Bu da bal kalitesini ve insan sağlığını olumsuz yönde etkiliyor. Buradan yola çıkarak, İstanbul Bilgi Üniversitesi Endüstriyel Tasarım Bölümü öğrencisi Süeda Bayazit mezuniyet projesini, arıların iyi-oluş durumunun üretim kabiliyetlerini ve verimliliğini artıracak ürün hazırladı.
Proje, arıcıların ve arıların ihtiyaçlarını dikkate alarak, dış etkenlere dayanıklı, gıda için uygun, ısı yalıtımı ve hava sirkülasyonuna sahip yenilikçi bir kovan olarak tasarlandı.

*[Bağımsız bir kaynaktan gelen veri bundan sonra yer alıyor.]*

//! Blocking Client
//!
//! Speaks the wire protocol to a running server.

use std::io::{BufReader, BufWriter};
use std::net::{TcpStream, ToSocketAddrs};

use serde::de::DeserializeOwned;

use crate::error::{FolioError, Result};
use crate::gateway::Record;
use crate::protocol::{read_response, write_command, Command, Response, Status};

/// A single connection to a FolioDB server
pub struct Client {
    reader: BufReader<TcpStream>,
    writer: BufWriter<TcpStream>,
}

impl Client {
    /// Connect to a server
    pub fn connect(addr: impl ToSocketAddrs) -> Result<Self> {
        let stream = TcpStream::connect(addr)
            .map_err(|e| FolioError::Network(format!("Failed to connect: {}", e)))?;
        stream.set_nodelay(true)?;

        let read_stream = stream.try_clone()?;
        Ok(Self {
            reader: BufReader::new(read_stream),
            writer: BufWriter::new(stream),
        })
    }

    /// Store a record; returns the record as stored by the server
    pub fn create(&mut self, record: &Record) -> Result<Record> {
        let response = self.call(&Command::Create {
            record: record.clone(),
        })?;
        match response.status {
            Status::Ok => decode_payload(&response),
            _ => Err(unexpected(&response)),
        }
    }

    /// Load a record; `None` if the server has no such record
    pub fn fetch(&mut self, name: &str) -> Result<Option<Record>> {
        let response = self.call(&Command::Fetch {
            name: name.to_string(),
        })?;
        match response.status {
            Status::Ok => decode_payload(&response).map(Some),
            Status::NotFound => Ok(None),
            Status::Error => Err(unexpected(&response)),
        }
    }

    /// Load every record
    pub fn fetch_all(&mut self) -> Result<Vec<Record>> {
        let response = self.call(&Command::FetchAll)?;
        match response.status {
            Status::Ok => decode_payload(&response),
            _ => Err(unexpected(&response)),
        }
    }

    /// Delete a record; `false` if it did not exist
    pub fn remove(&mut self, name: &str) -> Result<bool> {
        let response = self.call(&Command::Remove {
            name: name.to_string(),
        })?;
        match response.status {
            Status::Ok => Ok(true),
            Status::NotFound => Ok(false),
            Status::Error => Err(unexpected(&response)),
        }
    }

    /// Round-trip a PING
    pub fn ping(&mut self) -> Result<()> {
        let response = self.call(&Command::Ping)?;
        match response.status {
            Status::Ok => Ok(()),
            _ => Err(unexpected(&response)),
        }
    }

    /// Send a command and wait for its response
    pub fn call(&mut self, command: &Command) -> Result<Response> {
        write_command(&mut self.writer, command)?;
        read_response(&mut self.reader)
    }
}

fn decode_payload<T: DeserializeOwned>(response: &Response) -> Result<T> {
    let payload = response.payload.as_deref().unwrap_or(&[]);
    serde_json::from_slice(payload).map_err(|e| FolioError::Decoding(e.to_string()))
}

fn unexpected(response: &Response) -> FolioError {
    match response.status {
        Status::Error => FolioError::Network(response.message()),
        status => FolioError::Protocol(format!("Unexpected response status: {:?}", status)),
    }
}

BUZZ isimli arı kovanı İstanbul Bilgi Üniversitesi öğretim üyesi Prof. Dr. Özlem Er, Refik Burak Atatür, Suat Batuhan Esirger ve Yetkin Yazıcı’nın danışmanlığında geliştirildi. Prototipi mevcut olan projenin önümüzdeki günlerde gerçek malzeme ile üretim yapılarak saha testlerine başlanması planlanıyor.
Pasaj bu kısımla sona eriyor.